### Exercise directions:
Check each line of the entries below for the word "trait" and state only how many lines have it.

### Data section:
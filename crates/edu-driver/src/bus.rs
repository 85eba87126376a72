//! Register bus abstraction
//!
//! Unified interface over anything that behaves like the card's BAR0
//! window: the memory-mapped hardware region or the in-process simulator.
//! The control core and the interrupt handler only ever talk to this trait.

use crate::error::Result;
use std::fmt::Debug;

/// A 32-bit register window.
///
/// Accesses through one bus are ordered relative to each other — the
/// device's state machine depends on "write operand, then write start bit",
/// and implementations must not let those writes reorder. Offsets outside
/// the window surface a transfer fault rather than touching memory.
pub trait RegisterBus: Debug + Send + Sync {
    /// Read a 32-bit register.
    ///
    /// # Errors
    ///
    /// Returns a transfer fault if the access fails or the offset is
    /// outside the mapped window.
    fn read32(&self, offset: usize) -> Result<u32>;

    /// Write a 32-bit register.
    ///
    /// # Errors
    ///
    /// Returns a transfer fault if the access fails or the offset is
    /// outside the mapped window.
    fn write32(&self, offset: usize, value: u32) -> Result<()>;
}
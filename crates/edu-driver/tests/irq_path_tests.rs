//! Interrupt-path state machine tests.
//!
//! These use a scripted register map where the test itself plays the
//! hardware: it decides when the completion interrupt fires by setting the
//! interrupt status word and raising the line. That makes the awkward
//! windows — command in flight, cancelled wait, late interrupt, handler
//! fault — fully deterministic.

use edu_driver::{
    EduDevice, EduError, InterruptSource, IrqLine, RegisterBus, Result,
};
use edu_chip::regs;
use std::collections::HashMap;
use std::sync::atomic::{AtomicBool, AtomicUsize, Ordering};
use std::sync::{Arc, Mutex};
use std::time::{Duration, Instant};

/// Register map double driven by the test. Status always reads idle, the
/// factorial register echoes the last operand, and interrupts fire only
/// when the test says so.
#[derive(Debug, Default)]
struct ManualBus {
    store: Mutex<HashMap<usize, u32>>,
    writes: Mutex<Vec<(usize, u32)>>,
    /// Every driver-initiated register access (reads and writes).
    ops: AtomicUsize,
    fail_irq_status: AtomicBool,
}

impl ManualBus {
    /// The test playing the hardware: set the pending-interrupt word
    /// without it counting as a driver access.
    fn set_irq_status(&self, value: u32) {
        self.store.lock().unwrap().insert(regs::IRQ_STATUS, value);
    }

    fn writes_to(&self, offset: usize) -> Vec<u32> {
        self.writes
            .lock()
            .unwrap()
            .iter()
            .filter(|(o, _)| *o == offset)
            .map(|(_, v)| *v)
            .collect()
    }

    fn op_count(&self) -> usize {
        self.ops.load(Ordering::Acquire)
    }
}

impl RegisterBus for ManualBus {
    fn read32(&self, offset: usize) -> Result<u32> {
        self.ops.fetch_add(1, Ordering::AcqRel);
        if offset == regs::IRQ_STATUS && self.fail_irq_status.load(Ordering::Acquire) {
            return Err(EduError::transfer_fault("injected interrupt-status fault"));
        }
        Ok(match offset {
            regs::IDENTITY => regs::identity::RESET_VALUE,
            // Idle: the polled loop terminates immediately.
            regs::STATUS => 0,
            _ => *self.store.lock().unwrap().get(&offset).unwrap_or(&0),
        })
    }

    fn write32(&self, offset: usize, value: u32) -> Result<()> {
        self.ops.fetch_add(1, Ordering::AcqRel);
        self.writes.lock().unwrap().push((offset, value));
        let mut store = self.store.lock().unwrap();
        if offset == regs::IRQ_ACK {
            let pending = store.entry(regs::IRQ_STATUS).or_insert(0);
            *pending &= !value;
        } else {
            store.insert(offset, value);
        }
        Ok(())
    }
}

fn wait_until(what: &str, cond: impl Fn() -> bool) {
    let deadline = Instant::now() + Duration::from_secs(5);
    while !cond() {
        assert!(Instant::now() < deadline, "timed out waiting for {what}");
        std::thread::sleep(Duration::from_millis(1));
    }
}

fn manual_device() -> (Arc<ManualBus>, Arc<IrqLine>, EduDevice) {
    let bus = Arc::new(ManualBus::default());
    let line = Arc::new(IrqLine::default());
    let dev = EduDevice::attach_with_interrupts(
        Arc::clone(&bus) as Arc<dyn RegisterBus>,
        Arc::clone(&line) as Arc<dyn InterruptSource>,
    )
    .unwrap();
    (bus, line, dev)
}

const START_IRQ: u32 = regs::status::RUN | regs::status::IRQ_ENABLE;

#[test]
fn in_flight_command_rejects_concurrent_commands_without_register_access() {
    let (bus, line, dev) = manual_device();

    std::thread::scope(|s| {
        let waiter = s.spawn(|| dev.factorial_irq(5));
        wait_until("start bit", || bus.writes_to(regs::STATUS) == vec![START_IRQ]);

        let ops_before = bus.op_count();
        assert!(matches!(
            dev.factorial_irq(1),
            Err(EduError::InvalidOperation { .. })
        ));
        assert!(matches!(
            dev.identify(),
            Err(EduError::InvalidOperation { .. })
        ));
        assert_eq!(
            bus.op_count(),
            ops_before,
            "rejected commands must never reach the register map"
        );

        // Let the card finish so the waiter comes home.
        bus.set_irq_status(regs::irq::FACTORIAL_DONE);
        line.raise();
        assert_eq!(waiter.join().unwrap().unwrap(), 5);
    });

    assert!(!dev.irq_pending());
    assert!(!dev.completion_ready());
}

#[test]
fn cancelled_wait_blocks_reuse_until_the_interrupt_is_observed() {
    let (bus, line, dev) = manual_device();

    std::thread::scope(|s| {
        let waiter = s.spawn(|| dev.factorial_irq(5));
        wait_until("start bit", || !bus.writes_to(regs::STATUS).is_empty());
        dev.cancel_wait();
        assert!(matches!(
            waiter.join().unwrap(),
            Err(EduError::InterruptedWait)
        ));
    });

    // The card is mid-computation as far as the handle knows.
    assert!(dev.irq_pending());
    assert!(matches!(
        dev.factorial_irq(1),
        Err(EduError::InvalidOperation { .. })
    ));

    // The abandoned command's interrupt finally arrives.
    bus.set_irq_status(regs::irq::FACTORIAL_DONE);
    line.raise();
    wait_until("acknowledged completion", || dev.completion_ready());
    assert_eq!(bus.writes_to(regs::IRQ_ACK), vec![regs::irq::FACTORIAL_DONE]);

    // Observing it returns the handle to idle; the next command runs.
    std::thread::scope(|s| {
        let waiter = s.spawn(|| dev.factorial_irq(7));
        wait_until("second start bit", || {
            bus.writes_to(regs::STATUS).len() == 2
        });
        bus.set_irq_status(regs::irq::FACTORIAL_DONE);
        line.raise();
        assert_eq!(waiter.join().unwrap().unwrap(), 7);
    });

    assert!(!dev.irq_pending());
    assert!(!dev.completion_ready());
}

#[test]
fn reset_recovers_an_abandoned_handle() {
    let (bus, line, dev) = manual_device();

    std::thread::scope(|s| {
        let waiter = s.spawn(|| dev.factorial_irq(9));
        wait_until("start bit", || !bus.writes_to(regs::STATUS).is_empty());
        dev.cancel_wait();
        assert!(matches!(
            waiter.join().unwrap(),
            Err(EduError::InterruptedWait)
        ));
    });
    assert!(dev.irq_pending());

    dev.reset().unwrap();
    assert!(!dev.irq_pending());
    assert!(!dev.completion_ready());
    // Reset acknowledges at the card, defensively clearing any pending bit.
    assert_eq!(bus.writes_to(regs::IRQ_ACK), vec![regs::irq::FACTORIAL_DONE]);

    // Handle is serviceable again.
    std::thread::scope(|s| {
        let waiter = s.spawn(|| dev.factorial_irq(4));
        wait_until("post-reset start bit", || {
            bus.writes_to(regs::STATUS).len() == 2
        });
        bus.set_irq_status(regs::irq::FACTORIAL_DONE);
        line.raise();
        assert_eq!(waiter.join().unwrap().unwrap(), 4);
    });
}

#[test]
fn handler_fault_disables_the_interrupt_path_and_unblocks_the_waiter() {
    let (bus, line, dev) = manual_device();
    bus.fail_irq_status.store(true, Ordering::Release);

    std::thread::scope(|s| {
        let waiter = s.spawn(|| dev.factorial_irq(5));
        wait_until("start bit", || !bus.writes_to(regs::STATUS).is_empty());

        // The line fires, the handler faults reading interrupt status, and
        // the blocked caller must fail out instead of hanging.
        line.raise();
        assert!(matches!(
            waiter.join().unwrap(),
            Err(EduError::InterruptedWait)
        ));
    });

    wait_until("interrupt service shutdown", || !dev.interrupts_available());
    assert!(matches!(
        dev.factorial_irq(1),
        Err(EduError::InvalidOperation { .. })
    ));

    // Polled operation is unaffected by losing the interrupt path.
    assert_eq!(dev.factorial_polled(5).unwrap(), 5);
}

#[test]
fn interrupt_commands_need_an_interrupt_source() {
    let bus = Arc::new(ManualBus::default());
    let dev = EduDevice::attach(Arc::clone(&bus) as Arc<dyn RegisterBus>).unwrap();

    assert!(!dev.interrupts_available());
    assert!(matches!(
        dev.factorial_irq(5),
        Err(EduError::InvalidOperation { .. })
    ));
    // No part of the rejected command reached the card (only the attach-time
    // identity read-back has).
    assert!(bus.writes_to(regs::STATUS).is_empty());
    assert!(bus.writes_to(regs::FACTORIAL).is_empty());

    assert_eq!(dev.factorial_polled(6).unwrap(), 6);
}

### Task response:
2